In 1988 Abd Rabbo participated in the dialogue between the PLO and the U.S. State Department, during which, according to the Americans, he showed himself to be an "open and constructive" interlocutor. In October 1989 he was in Cairo to attempt, by the intermediary of Egyptian authorities, to open a channel of negotiations with the Israelis. In 1990, favoring the policies of rapprochement with Israel recommended by Yasir Arafat, he found himself at loggerheads with Nayif Hawatma, who opposed this approach. In September 1991, with his two assistants, Salih Raʾfat and Muhammad al-Labadi, he quit the DFLP to found his own movement, the Palestinian Democratic Union (PDU), which supported the peace process started at the Madrid Conference in 1991. In May 1994 he became minister of information and culture in the newly formed Palestinian Authority (PA), presided over by Arafat.
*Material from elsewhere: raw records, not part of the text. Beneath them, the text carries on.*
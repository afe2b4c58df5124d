//! The `PortalStore` trait.
//!
//! Implemented by storage backends (e.g. `scholar-store-sqlite`). The HTTP
//! layers depend on this abstraction, not on any concrete backend.

use std::future::Future;

use chrono::{DateTime, Utc};
use uuid::Uuid;

use crate::{
  document::Document,
  forum::{Comment, Event, NewEvent, Post, Thread},
  publication::{NewPublication, Publication},
  scholar::{LinkedScholar, NewScholar, Scholar},
  session::{PasswordReset, Session},
  user::{NewUser, Role, User},
};

/// Abstraction over a portal store backend.
///
/// All methods return `Send` futures so the trait can be used in multi-threaded
/// async runtimes (e.g. tokio with `axum`). Lookups return `None` rather than
/// an error when the row does not exist; deletions report whether anything
/// was removed.
pub trait PortalStore: Send + Sync {
  type Error: std::error::Error + Send + Sync + 'static;

  // ── Users ─────────────────────────────────────────────────────────────

  /// Persist a new account. The email must already be normalised.
  fn create_user(
    &self,
    input: NewUser,
  ) -> impl Future<Output = Result<User, Self::Error>> + Send + '_;

  /// Retrieve a user by id, including soft-deleted accounts.
  fn get_user(
    &self,
    id: Uuid,
  ) -> impl Future<Output = Result<Option<User>, Self::Error>> + Send + '_;

  /// Retrieve a user by normalised email, including soft-deleted accounts.
  fn find_user_by_email<'a>(
    &'a self,
    email: &'a str,
  ) -> impl Future<Output = Result<Option<User>, Self::Error>> + Send + 'a;

  /// List active users, optionally filtered by role.
  fn list_users(
    &self,
    role: Option<Role>,
  ) -> impl Future<Output = Result<Vec<User>, Self::Error>> + Send + '_;

  /// Mark a user deleted. Returns `false` if no active user had that id.
  fn soft_delete_user(
    &self,
    id: Uuid,
  ) -> impl Future<Output = Result<bool, Self::Error>> + Send + '_;

  fn set_password_hash(
    &self,
    id: Uuid,
    password_hash: String,
  ) -> impl Future<Output = Result<(), Self::Error>> + Send + '_;

  // ── Sessions ──────────────────────────────────────────────────────────

  fn create_session(
    &self,
    session: Session,
  ) -> impl Future<Output = Result<(), Self::Error>> + Send + '_;

  fn get_session<'a>(
    &'a self,
    token_hash: &'a str,
  ) -> impl Future<Output = Result<Option<Session>, Self::Error>> + Send + 'a;

  fn delete_session<'a>(
    &'a self,
    token_hash: &'a str,
  ) -> impl Future<Output = Result<(), Self::Error>> + Send + 'a;

  /// Revoke every session belonging to `user_id`.
  fn delete_user_sessions(
    &self,
    user_id: Uuid,
  ) -> impl Future<Output = Result<(), Self::Error>> + Send + '_;

  // ── Password resets ───────────────────────────────────────────────────

  fn create_password_reset(
    &self,
    reset: PasswordReset,
  ) -> impl Future<Output = Result<(), Self::Error>> + Send + '_;

  /// Atomically mark a reset token used and return it. Returns `None` if the
  /// token is unknown, expired, or already used.
  fn redeem_password_reset<'a>(
    &'a self,
    token_hash: &'a str,
    now: DateTime<Utc>,
  ) -> impl Future<Output = Result<Option<PasswordReset>, Self::Error>> + Send + 'a;

  // ── Scholars ──────────────────────────────────────────────────────────

  fn create_scholar(
    &self,
    input: NewScholar,
  ) -> impl Future<Output = Result<Scholar, Self::Error>> + Send + '_;

  fn get_scholar(
    &self,
    id: Uuid,
  ) -> impl Future<Output = Result<Option<Scholar>, Self::Error>> + Send + '_;

  /// The scholar profile owned by `user_id`, if any.
  fn find_scholar_by_user(
    &self,
    user_id: Uuid,
  ) -> impl Future<Output = Result<Option<Scholar>, Self::Error>> + Send + '_;

  /// Every scholar with its owner link resolved. Owners that are missing or
  /// soft-deleted resolve to `None`. Documents that cannot be decoded at all
  /// are skipped.
  fn list_linked_scholars(
    &self,
  ) -> impl Future<Output = Result<Vec<LinkedScholar>, Self::Error>> + Send + '_;

  /// Read the document for `scholar_id`, apply `edit`, and write it back as
  /// one atomic step, so concurrent edits of the same scholar never overwrite
  /// each other.
  ///
  /// Returns `None` if the scholar does not exist. If `edit` fails nothing is
  /// written and its error comes back inside `Some`.
  fn update_scholar<T, E, F>(
    &self,
    scholar_id: Uuid,
    edit: F,
  ) -> impl Future<Output = Result<Option<Result<T, E>>, Self::Error>> + Send + '_
  where
    F: FnOnce(&mut Scholar) -> Result<T, E> + Send + 'static,
    T: Send + 'static,
    E: Send + 'static;

  // ── Publications ──────────────────────────────────────────────────────

  fn add_publication(
    &self,
    input: NewPublication,
  ) -> impl Future<Output = Result<Publication, Self::Error>> + Send + '_;

  fn get_publication(
    &self,
    id: Uuid,
  ) -> impl Future<Output = Result<Option<Publication>, Self::Error>> + Send + '_;

  /// Publications for a scholar, newest year first.
  fn list_publications(
    &self,
    scholar_id: Uuid,
  ) -> impl Future<Output = Result<Vec<Publication>, Self::Error>> + Send + '_;

  fn delete_publication(
    &self,
    id: Uuid,
  ) -> impl Future<Output = Result<bool, Self::Error>> + Send + '_;

  // ── Events & comments ─────────────────────────────────────────────────

  fn create_event(
    &self,
    input: NewEvent,
  ) -> impl Future<Output = Result<Event, Self::Error>> + Send + '_;

  fn get_event(
    &self,
    id: Uuid,
  ) -> impl Future<Output = Result<Option<Event>, Self::Error>> + Send + '_;

  /// Events ordered by start time; if `starting_after` is set, only events
  /// starting at or after it.
  fn list_events(
    &self,
    starting_after: Option<DateTime<Utc>>,
  ) -> impl Future<Output = Result<Vec<Event>, Self::Error>> + Send + '_;

  /// Delete an event and its comments.
  fn delete_event(
    &self,
    id: Uuid,
  ) -> impl Future<Output = Result<bool, Self::Error>> + Send + '_;

  fn add_comment(
    &self,
    event_id: Uuid,
    author_id: Uuid,
    body: String,
  ) -> impl Future<Output = Result<Comment, Self::Error>> + Send + '_;

  /// Comments on an event, oldest first.
  fn list_comments(
    &self,
    event_id: Uuid,
  ) -> impl Future<Output = Result<Vec<Comment>, Self::Error>> + Send + '_;

  // ── Threads & posts ───────────────────────────────────────────────────

  fn create_thread(
    &self,
    title: String,
    author_id: Uuid,
  ) -> impl Future<Output = Result<Thread, Self::Error>> + Send + '_;

  fn get_thread(
    &self,
    id: Uuid,
  ) -> impl Future<Output = Result<Option<Thread>, Self::Error>> + Send + '_;

  /// Threads, newest first.
  fn list_threads(
    &self,
  ) -> impl Future<Output = Result<Vec<Thread>, Self::Error>> + Send + '_;

  fn add_post(
    &self,
    thread_id: Uuid,
    author_id: Uuid,
    body: String,
  ) -> impl Future<Output = Result<Post, Self::Error>> + Send + '_;

  /// Posts in a thread, oldest first.
  fn list_posts(
    &self,
    thread_id: Uuid,
  ) -> impl Future<Output = Result<Vec<Post>, Self::Error>> + Send + '_;

  // ── Documents ─────────────────────────────────────────────────────────

  fn add_document(
    &self,
    document: Document,
  ) -> impl Future<Output = Result<(), Self::Error>> + Send + '_;

  fn get_document(
    &self,
    id: Uuid,
  ) -> impl Future<Output = Result<Option<Document>, Self::Error>> + Send + '_;

  /// Documents for a scholar, newest first.
  fn list_documents(
    &self,
    scholar_id: Uuid,
  ) -> impl Future<Output = Result<Vec<Document>, Self::Error>> + Send + '_;

  fn delete_document(
    &self,
    id: Uuid,
  ) -> impl Future<Output = Result<bool, Self::Error>> + Send + '_;

  /// How many document rows reference a blob.
  fn count_documents_with_hash<'a>(
    &'a self,
    content_hash: &'a str,
  ) -> impl Future<Output = Result<usize, Self::Error>> + Send + 'a;
}
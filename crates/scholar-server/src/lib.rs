//! HTTP server for the scholar portal.
//!
//! Composes the JSON API from `scholar-api` with session authentication,
//! password reset, and document storage into a single axum [`Router`]
//! backed by any [`PortalStore`].

pub mod auth;
pub mod documents;
pub mod error;
pub mod etag;
pub mod mail;
pub mod reset;

pub use error::Error;

use std::{path::PathBuf, sync::Arc};

use axum::{
  Router, middleware,
  routing::{get, post},
};
use scholar_core::store::PortalStore;
use serde::Deserialize;
use tower_http::trace::TraceLayer;

use documents::BlobStore;
use mail::Mailer;

// ─── Configuration ────────────────────────────────────────────────────────────

/// Runtime server configuration, deserialised from `config.toml` and
/// `SCHOLAR_*` environment variables. Every field has a default.
#[derive(Debug, Deserialize, Clone)]
#[serde(default)]
pub struct ServerConfig {
  pub host:              String,
  pub port:              u16,
  /// Public origin, used to build links in outbound mail.
  pub base_url:          String,
  pub store_path:        PathBuf,
  pub upload_dir:        PathBuf,
  pub max_upload_bytes:  usize,
  pub session_ttl_hours: i64,
  pub reset_ttl_minutes: i64,
}

impl Default for ServerConfig {
  fn default() -> Self {
    Self {
      host:              "127.0.0.1".to_string(),
      port:              8080,
      base_url:          "http://localhost:8080".to_string(),
      store_path:        PathBuf::from("scholar.db"),
      upload_dir:        PathBuf::from("uploads"),
      max_upload_bytes:  20 * 1024 * 1024,
      session_ttl_hours: 12,
      reset_ttl_minutes: 30,
    }
  }
}

// ─── Application state ────────────────────────────────────────────────────────

/// Shared state threaded through all server handlers.
pub struct AppState<S: PortalStore> {
  pub store:  Arc<S>,
  pub config: Arc<ServerConfig>,
  pub mailer: Arc<dyn Mailer>,
  pub blobs:  Arc<BlobStore>,
}

impl<S: PortalStore> Clone for AppState<S> {
  fn clone(&self) -> Self {
    Self {
      store:  self.store.clone(),
      config: self.config.clone(),
      mailer: self.mailer.clone(),
      blobs:  self.blobs.clone(),
    }
  }
}

// ─── Router ───────────────────────────────────────────────────────────────────

/// Build the full portal router.
///
/// `/auth/login` and the password-reset endpoints are public; everything
/// else requires a live session.
pub fn router<S>(state: AppState<S>) -> Router
where
  S: PortalStore + 'static,
{
  let public = Router::new()
    .route("/auth/login", post(auth::login::<S>))
    .route("/auth/password-reset", post(reset::request::<S>))
    .route("/auth/password-reset/confirm", post(reset::confirm::<S>))
    .with_state(state.clone());

  let protected = Router::new()
    .route("/auth/logout", post(auth::logout::<S>))
    .route("/auth/me", get(auth::me::<S>))
    .route("/auth/password", post(auth::change_password::<S>))
    .route(
      "/documents/scholars/{id}",
      get(documents::list::<S>).post(documents::upload::<S>),
    )
    .route(
      "/documents/{id}",
      get(documents::download::<S>).delete(documents::remove::<S>),
    )
    .with_state(state.clone())
    .nest("/api", scholar_api::api_router(state.store.clone()))
    .route_layer(middleware::from_fn_with_state(
      state,
      auth::require_session::<S>,
    ));

  public.merge(protected).layer(TraceLayer::new_for_http())
}

// ─── Integration tests ────────────────────────────────────────────────────────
In addition to his ministerial duties, Abd Rabbo remained one of the principal figures of the Palestinian delegations that were negotiating with Israel. In October 1998 he participated in the Israeli-Palestinian negotiations that were taking place at Wye Plantation in the United States. In November 1999 he served as head of the delegation responsible for negotiations on the final status of the Palestinian autonomous territories. In March 2000 he met with the U.S. mediator, Dennis Ross, and the head of the Israeli delegation, Oded Eran, in Washington, but in May of that year resigned from the negotiating team when he learned that Arafat had authorized secret Palestinian-Israeli negotiations in Sweden without informing him. When Arafat reorganized the Palestinian Authority administration in 2002, Abd Rabbo refused an invitation to join, but he did accept the position of cabinet affairs minister in the government of Prime Minister Mahmud Abbas in April 2003.
In 2001 Abd Rabbo was a signatory, along with Hanan Ashrawi, Yossi Beilin, Amos Oz, and a number of other prominent Palestinians and Israelis, to the Cairo Declaration of 2001, which called for an end to the Israeli occupation of Palestinian territories and an end to bloodshed. He was the chief Palestinian participant in the unofficial Palestinian-Israeli talks that produced the Geneva Peace Initiative, proposed in 2003 to replace the Oslo Accords as the basis for Palestinian-Israeli peace.